In the proposed method, we set the threshold s={E(Y∣R=1)+E(Y∣R=2)}/2. Setting the optimal threshold by using Bayes factor6 is necessary on the assumption that the distribution of Y is a mixed normal distribution of unrelated (R=1) and inappropriate samples (parent–child (R=2) and siblings (R=3) and so on). However, as inappropriate samples are generally infrequent, it is difficult to estimate the mixed rate and parameter of the inappropriate samples’ distribution. Thus we simply adopt the threshold defined by s={E(Y∣R=1)+E(Y∣R=2)}/2. There is room for study on how to decide the threshold.

In the proposed method, we assumed a virtual strong LD region as consecutive SNPs, and the covariance Cov ( T k 1 , T k 2 │ R = 1 ) is calculated within this region. Because the LD pattern is variable across the genome, it is reasonable to consider the covariance according to the position-dependent LD width. However, the results of the real data suggested that it is acceptable to regard the strong LD region as a region that consists of a number of consecutive SNPs.

In the application to real data, we excluded beforehand the samples that have many missing SNPs or a high proportion of heterozygous SNPs, because doing so is part of the routine QC process in our typing laboratory. In fact, we found that the inclusion of these samples inflates the variance of Y, which in turn overestimates the type I error. In our current QC procedure, we do not consider LD in the detection and exclusion of samples with an inappropriately high proportion of heterozygosity. A method that considers LD in a similar manner to the proposed one can be applied to the detection of a sample with a high proportion of heterozygosity by using Tk=1(the genotype is heterozygous at SNP k), Tk=0 (the genotype is homozygous at SNP k). Please note that a nonreciprocal, unidirectional contamination, in which sample B is contaminated with sample A, while sample A remains untouched, can be detected by the abnormally high proportion of heterozygosity of the contaminated sample B.

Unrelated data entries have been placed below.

//! Parameter protocol handler
//!
//! Implements the GCS-facing parameter protocol:
//!
//! - **PARAM_REQUEST_LIST**: arms a cursor; the full table then drains one
//!   PARAM_VALUE per low-priority stream firing instead of bursting onto
//!   the link
//! - **PARAM_REQUEST_READ**: answered immediately, by index or by name
//! - **PARAM_SET**: resolved by name; the reply is the push-on-change
//!   announcement, so an unchanged value produces no traffic
//!
//! Integer parameters travel byte-wise inside the f32 `param_value` field
//! (bit reinterpretation, not numeric conversion), in both directions.

use mavlink::common::{
    MavMessage, MavParamType, PARAM_REQUEST_LIST_DATA, PARAM_REQUEST_READ_DATA, PARAM_SET_DATA,
    PARAM_VALUE_DATA,
};

use crate::parameters::{ParamId, ParamNotifier, ParamStore, ParamTable, ParamType, PARAM_COUNT};
use crate::platform::EepromInterface;

/// Build the PARAM_VALUE message announcing one parameter's current value.
pub fn param_value_message(table: &ParamTable, id: ParamId) -> MavMessage {
    let param_type = match table.param_type(id) {
        ParamType::Int32 => MavParamType::MAV_PARAM_TYPE_INT32,
        ParamType::Float => MavParamType::MAV_PARAM_TYPE_REAL32,
    };
    MavMessage::PARAM_VALUE(PARAM_VALUE_DATA {
        param_value: f32::from_bits(table.get_int(id) as u32),
        param_count: PARAM_COUNT as u16,
        param_index: id.index(),
        param_id: *table.name(id),
        param_type,
    })
}

/// Parameter protocol handler; owns the deferred list-drain cursor.
#[derive(Debug, Default)]
pub struct ParamHandler {
    /// Next table index to announce, when a list request is draining
    list_cursor: Option<u16>,
}

impl ParamHandler {
    pub fn new() -> Self {
        Self::default()
    }

    /// Handle PARAM_REQUEST_LIST: restart the deferred drain from the top.
    pub fn handle_request_list(&mut self, _data: &PARAM_REQUEST_LIST_DATA) {
        self.list_cursor = Some(0);
    }

    /// Handle PARAM_REQUEST_READ.
    ///
    /// A non-negative index takes precedence over the name, mirroring the
    /// wire protocol. Unknown index or name yields no reply.
    pub fn handle_request_read(
        &self,
        table: &ParamTable,
        data: &PARAM_REQUEST_READ_DATA,
    ) -> Option<MavMessage> {
        if data.param_index >= 0 {
            let id = ParamId::from_index(data.param_index as u16)?;
            return Some(param_value_message(table, id));
        }

        let name = decode_param_id(&data.param_id)?;
        let id = table.lookup(name)?;
        Some(param_value_message(table, id))
    }

    /// Handle PARAM_SET. Returns true when a value actually changed.
    pub fn handle_set<E: EepromInterface, N: ParamNotifier>(
        &self,
        data: &PARAM_SET_DATA,
        store: &mut ParamStore<E>,
        notifier: &mut N,
    ) -> bool {
        let name = match decode_param_id(&data.param_id) {
            Some(name) => name,
            None => return false,
        };

        match data.param_type {
            MavParamType::MAV_PARAM_TYPE_REAL32 => {
                store.set_by_name_float(name, data.param_value, notifier)
            }
            MavParamType::MAV_PARAM_TYPE_INT32
            | MavParamType::MAV_PARAM_TYPE_UINT32
            | MavParamType::MAV_PARAM_TYPE_INT16
            | MavParamType::MAV_PARAM_TYPE_UINT16
            | MavParamType::MAV_PARAM_TYPE_INT8
            | MavParamType::MAV_PARAM_TYPE_UINT8 => {
                store.set_by_name_int(name, data.param_value.to_bits() as i32, notifier)
            }
            _ => {
                crate::log_warn!("unsupported param type in PARAM_SET");
                false
            }
        }
    }

    /// Emit the next deferred announcement, at most one per call.
    ///
    /// Called from the low-priority stream firing; returns None once the
    /// drain is complete.
    pub fn next_announcement(&mut self, table: &ParamTable) -> Option<MavMessage> {
        let index = self.list_cursor?;
        let id = ParamId::from_index(index)?;
        self.list_cursor = if usize::from(index) + 1 < PARAM_COUNT {
            Some(index + 1)
        } else {
            None
        };
        Some(param_value_message(table, id))
    }

    /// True while a list request is still draining
    pub fn announcing(&self) -> bool {
        self.list_cursor.is_some()
    }
}

/// Decode the fixed-width param_id field: UTF-8, trailing NULs stripped.
fn decode_param_id(raw: &[u8; 16]) -> Option<&str> {
    core::str::from_utf8(raw).ok().map(|s| s.trim_end_matches('\0'))
}

#[cfg(test)]
mod tests {
    use super::*;
    use crate::parameters::NullNotifier;
    use crate::platform::mock::MockEeprom;

    fn encoded_name(name: &str) -> [u8; 16] {
        let mut raw = [0u8; 16];
        raw[..name.len()].copy_from_slice(name.as_bytes());
        raw
    }

    fn store() -> ParamStore<MockEeprom> {
        let mut store = ParamStore::new(MockEeprom::new());
        store.init(&mut NullNotifier);
        store
    }

    #[test]
    fn test_request_read_by_index() {
        let store = store();
        let handler = ParamHandler::new();

        let reply = handler
            .handle_request_read(
                store.table(),
                &PARAM_REQUEST_READ_DATA {
                    param_index: ParamId::BaudRate.index() as i16,
                    target_system: 1,
                    target_component: 1,
                    param_id: [0; 16],
                },
            )
            .unwrap();

        match reply {
            MavMessage::PARAM_VALUE(data) => {
                assert_eq!(data.param_index, ParamId::BaudRate.index());
                assert_eq!(data.param_count, PARAM_COUNT as u16);
                assert_eq!(data.param_value.to_bits(), 921_600u32);
                assert_eq!(data.param_type, MavParamType::MAV_PARAM_TYPE_INT32);
            }
            other => panic!("unexpected reply {:?}", other),
        }
    }

    #[test]
    fn test_request_read_by_name() {
        let store = store();
        let handler = ParamHandler::new();

        let reply = handler
            .handle_request_read(
                store.table(),
                &PARAM_REQUEST_READ_DATA {
                    param_index: -1,
                    target_system: 1,
                    target_component: 1,
                    param_id: encoded_name("FILTER_KP"),
                },
            )
            .unwrap();

        match reply {
            MavMessage::PARAM_VALUE(data) => {
                assert_eq!(data.param_index, ParamId::FilterKp.index());
                assert_eq!(data.param_value, 1.0);
                assert_eq!(data.param_type, MavParamType::MAV_PARAM_TYPE_REAL32);
            }
            other => panic!("unexpected reply {:?}", other),
        }
    }

    #[test]
    fn test_request_read_unknown_yields_nothing() {
        let store = store();
        let handler = ParamHandler::new();

        assert!(handler
            .handle_request_read(
                store.table(),
                &PARAM_REQUEST_READ_DATA {
                    param_index: PARAM_COUNT as i16,
                    target_system: 1,
                    target_component: 1,
                    param_id: [0; 16],
                },
            )
            .is_none());

        assert!(handler
            .handle_request_read(
                store.table(),
                &PARAM_REQUEST_READ_DATA {
                    param_index: -1,
                    target_system: 1,
                    target_component: 1,
                    param_id: encoded_name("BAUD"),
                },
            )
            .is_none());
    }

    #[test]
    fn test_set_float_param() {
        let mut store = store();
        let handler = ParamHandler::new();

        let changed = handler.handle_set(
            &PARAM_SET_DATA {
                param_value: 2.5,
                target_system: 1,
                target_component: 1,
                param_id: encoded_name("FILTER_KP"),
                param_type: MavParamType::MAV_PARAM_TYPE_REAL32,
            },
            &mut store,
            &mut NullNotifier,
        );

        assert!(changed);
        assert_eq!(store.get_float(ParamId::FilterKp), 2.5);
    }

    #[test]
    fn test_set_int_param_travels_as_bits() {
        let mut store = store();
        let handler = ParamHandler::new();

        let changed = handler.handle_set(
            &PARAM_SET_DATA {
                param_value: f32::from_bits(57_600),
                target_system: 1,
                target_component: 1,
                param_id: encoded_name("BAUD_RATE"),
                param_type: MavParamType::MAV_PARAM_TYPE_INT32,
            },
            &mut store,
            &mut NullNotifier,
        );

        assert!(changed);
        assert_eq!(store.get_int(ParamId::BaudRate), 57_600);
    }

    #[test]
    fn test_set_unknown_name_is_noop() {
        let mut store = store();
        let handler = ParamHandler::new();

        let changed = handler.handle_set(
            &PARAM_SET_DATA {
                param_value: 1.0,
                target_system: 1,
                target_component: 1,
                param_id: encoded_name("NO_SUCH_PARAM"),
                param_type: MavParamType::MAV_PARAM_TYPE_REAL32,
            },
            &mut store,
            &mut NullNotifier,
        );

        assert!(!changed);
    }

    #[test]
    fn test_list_drains_one_per_call_ascending() {
        let store = store();
        let mut handler = ParamHandler::new();

        assert!(handler.next_announcement(store.table()).is_none());

        handler.handle_request_list(&PARAM_REQUEST_LIST_DATA {
            target_system: 1,
            target_component: 1,
        });

        for expected in 0..PARAM_COUNT as u16 {
            let msg = handler.next_announcement(store.table()).unwrap();
            match msg {
                MavMessage::PARAM_VALUE(data) => assert_eq!(data.param_index, expected),
                other => panic!("unexpected message {:?}", other),
            }
        }
        assert!(handler.next_announcement(store.table()).is_none());
        assert!(!handler.announcing());
    }

    #[test]
    fn test_list_request_restarts_drain() {
        let store = store();
        let mut handler = ParamHandler::new();

        handler.handle_request_list(&PARAM_REQUEST_LIST_DATA {
            target_system: 1,
            target_component: 1,
        });
        handler.next_announcement(store.table()).unwrap();
        handler.next_announcement(store.table()).unwrap();

        handler.handle_request_list(&PARAM_REQUEST_LIST_DATA {
            target_system: 1,
            target_component: 1,
        });
        match handler.next_announcement(store.table()).unwrap() {
            MavMessage::PARAM_VALUE(data) => assert_eq!(data.param_index, 0),
            other => panic!("unexpected message {:?}", other),
        }
    }
}
//! Logging macros
//!
//! Unified logging that works across build targets:
//! - Embedded (`defmt` feature): routed to defmt
//! - Host tests: `println!`/`eprintln!`
//! - Host non-test: no-op

/// Log informational message
#[macro_export]
macro_rules! log_info {
    ($($arg:tt)*) => {{
        #[cfg(feature = "defmt")]
        ::defmt::info!($($arg)*);

        #[cfg(all(not(feature = "defmt"), test))]
        println!("[INFO] {}", format!($($arg)*));

        #[cfg(all(not(feature = "defmt"), not(test)))]
        { let _ = format_args!($($arg)*); }
    }};
}

/// Log warning message
#[macro_export]
macro_rules! log_warn {
    ($($arg:tt)*) => {{
        #[cfg(feature = "defmt")]
        ::defmt::warn!($($arg)*);

        #[cfg(all(not(feature = "defmt"), test))]
        println!("[WARN] {}", format!($($arg)*));

        #[cfg(all(not(feature = "defmt"), not(test)))]
        { let _ = format_args!($($arg)*); }
    }};
}

/// Log error message
#[macro_export]
macro_rules! log_error {
    ($($arg:tt)*) => {{
        #[cfg(feature = "defmt")]
        ::defmt::error!($($arg)*);

        #[cfg(all(not(feature = "defmt"), test))]
        eprintln!("[ERROR] {}", format!($($arg)*));

        #[cfg(all(not(feature = "defmt"), not(test)))]
        { let _ = format_args!($($arg)*); }
    }};
}

/// Log debug message
#[macro_export]
macro_rules! log_debug {
    ($($arg:tt)*) => {{
        #[cfg(feature = "defmt")]
        ::defmt::debug!($($arg)*);

        #[cfg(all(not(feature = "defmt"), test))]
        println!("[DEBUG] {}", format!($($arg)*));

        #[cfg(all(not(feature = "defmt"), not(test)))]
        { let _ = format_args!($($arg)*); }
    }};
}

Recently, the introduction of powerful array-based SNP typing platforms has made a genome-wide association study a popular strategy for identifying disease-associated genes, and genotype data on 100 000–1 000 000 SNPs are increasingly available. In a genome-wide association study, inappropriate samples can be efficiently detected, because it is possible to select several hundreds of SNPs for quality control purposes (QC-SNP). It is necessary to select QC-SNPs that are in LE with each other and whose allele frequencies are around 0.5; such SNPs can most efficiently distinguish inappropriate samples from normal ones. On the other hand, when a few candidate genes or a genomic region of interest are already known or selected, and a high-density SNP typing is desired on these genes, it is necessary to consider LD by the proposed method.

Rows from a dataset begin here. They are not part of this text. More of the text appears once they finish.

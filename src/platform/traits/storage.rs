//! Non-volatile parameter storage trait

use crate::platform::Result;

/// Byte-addressed non-volatile storage for the parameter blob.
///
/// Implementations wrap whatever the board actually has (EEPROM, a flash
/// sector, a file on the SITL host). All calls are synchronous and
/// bounded-time; there is no partial-success state. An `Err` means the
/// operation must be treated as not having happened.
pub trait EepromInterface {
    /// Bring the device up. Called once before any other access.
    fn init(&mut self);

    /// Erase the entire parameter region (all bytes to the erased state).
    fn erase(&mut self) -> Result<()>;

    /// Read `buf.len()` bytes starting at `offset`.
    fn read(&mut self, offset: usize, buf: &mut [u8]) -> Result<()>;

    /// Write `data` starting at `offset`.
    fn write(&mut self, offset: usize, data: &[u8]) -> Result<()>;

    /// Usable capacity in bytes.
    fn capacity(&self) -> usize;
}
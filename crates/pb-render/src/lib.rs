pub mod image;
pub mod paint;
pub mod raster;

pub use image::{ImageError, from_data_url, to_data_url};
pub use paint::StrokeStyle;
pub use raster::Raster;
//! Category filtering, text search and render ordering.

use crate::model::Note;

/// Category filter value that matches every note.
pub const ALL_CATEGORIES: &str = "all";

/// Categories offered on first start.
pub const DEFAULT_CATEGORIES: [&str; 3] = ["work", "personal", "other"];

/// Normalize a user-entered category name: lower-case, whitespace runs
/// collapsed to `-`. Returns `None` for blank input.
pub fn normalize_category(name: &str) -> Option<String> {
    let words: Vec<String> = name.split_whitespace().map(str::to_lowercase).collect();
    if words.is_empty() {
        None
    } else {
        Some(words.join("-"))
    }
}

/// Display label for a category (`personal` → `Personal`).
pub fn category_label(category: &str) -> String {
    let mut chars = category.chars();
    match chars.next() {
        Some(first) => first.to_uppercase().chain(chars).collect(),
        None => String::new(),
    }
}

pub fn in_category(note: &Note, category: &str) -> bool {
    category == ALL_CATEGORIES || note.category == category
}

/// Case-insensitive substring match over title and body.
pub fn matches_query(note: &Note, query: &str) -> bool {
    let needle = query.to_lowercase();
    note.title.to_lowercase().contains(&needle) || note.text.to_lowercase().contains(&needle)
}

/// Notes visible under `category`, pinned notes moved to the end so they
/// render on top. Relative order is otherwise insertion order.
pub fn arrange<'a>(notes: &'a [Note], category: &str) -> Vec<&'a Note> {
    pinned_last(notes.iter().filter(|n| in_category(n, category)))
}

/// Search across every note. An empty query falls back to the category view.
pub fn search<'a>(notes: &'a [Note], query: &str, category: &str) -> Vec<&'a Note> {
    if query.is_empty() {
        return arrange(notes, category);
    }
    pinned_last(notes.iter().filter(|n| matches_query(n, query)))
}

fn pinned_last<'a>(notes: impl Iterator<Item = &'a Note>) -> Vec<&'a Note> {
    let (pinned, loose): (Vec<&Note>, Vec<&Note>) = notes.partition(|n| n.pinned);
    loose.into_iter().chain(pinned).collect()
}

#[cfg(test)]
mod tests {
    use super::*;
    use crate::model::NoteDraft;
    use chrono::Utc;

    fn note(title: &str, text: &str, category: &str, pinned: bool) -> Note {
        let mut n = Note::new(NoteDraft::new(title, text).with_category(category), Utc::now());
        n.pinned = pinned;
        n
    }

    #[test]
    fn category_normalization() {
        assert_eq!(normalize_category("  Side   Projects "), Some("side-projects".into()));
        assert_eq!(normalize_category("   "), None);
        assert_eq!(category_label("personal"), "Personal");
    }

    #[test]
    fn pinned_notes_render_last() {
        let notes = vec![
            note("a", "", "work", true),
            note("b", "", "work", false),
            note("c", "", "personal", false),
        ];
        let titles: Vec<&str> = arrange(&notes, ALL_CATEGORIES)
            .iter()
            .map(|n| n.title.as_str())
            .collect();
        assert_eq!(titles, vec!["b", "c", "a"]);

        let work: Vec<&str> = arrange(&notes, "work").iter().map(|n| n.title.as_str()).collect();
        assert_eq!(work, vec!["b", "a"]);
    }

    #[test]
    fn search_matches_title_or_text_ignoring_case() {
        let notes = vec![
            note("Shopping", "Milk and eggs", "none", false),
            note("Ideas", "buy a MILK frother", "none", false),
            note("Work", "standup", "work", false),
        ];
        let hits: Vec<&str> = search(&notes, "milk", "work")
            .iter()
            .map(|n| n.title.as_str())
            .collect();
        assert_eq!(hits, vec!["Shopping", "Ideas"]);
        assert_eq!(search(&notes, "", "work").len(), 1);
    }
}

In this study, we proposed a detection method for inappropriate sample pairs in a case–control association study. When we applied the proposed method to real association study data, two sample pairs were detected as siblings. Once inappropriate samples are strongly suspected, we usually take the following action: when contamination is detected, we exclude all relevant samples from the case–control data. If a related sample pair is detected, we usually keep only one subject from the pair by a combination of the following two criteria: (1) a case subject is selected if the pair includes both case and control subjects, because case subjects are more limited in availability than controls in many association studies; (2) the overall typing data quality of the samples, particularly the SNP call rate (number of the successfully genotyped SNPs for each sample). However, if the number of inappropriate samples is substantial, the decision whether to include them may require the consideration of a trade-off between an inflation of type I error and decreased power of the test. In this case, we may need a future study on sensitivity analysis to evaluate the trade-off.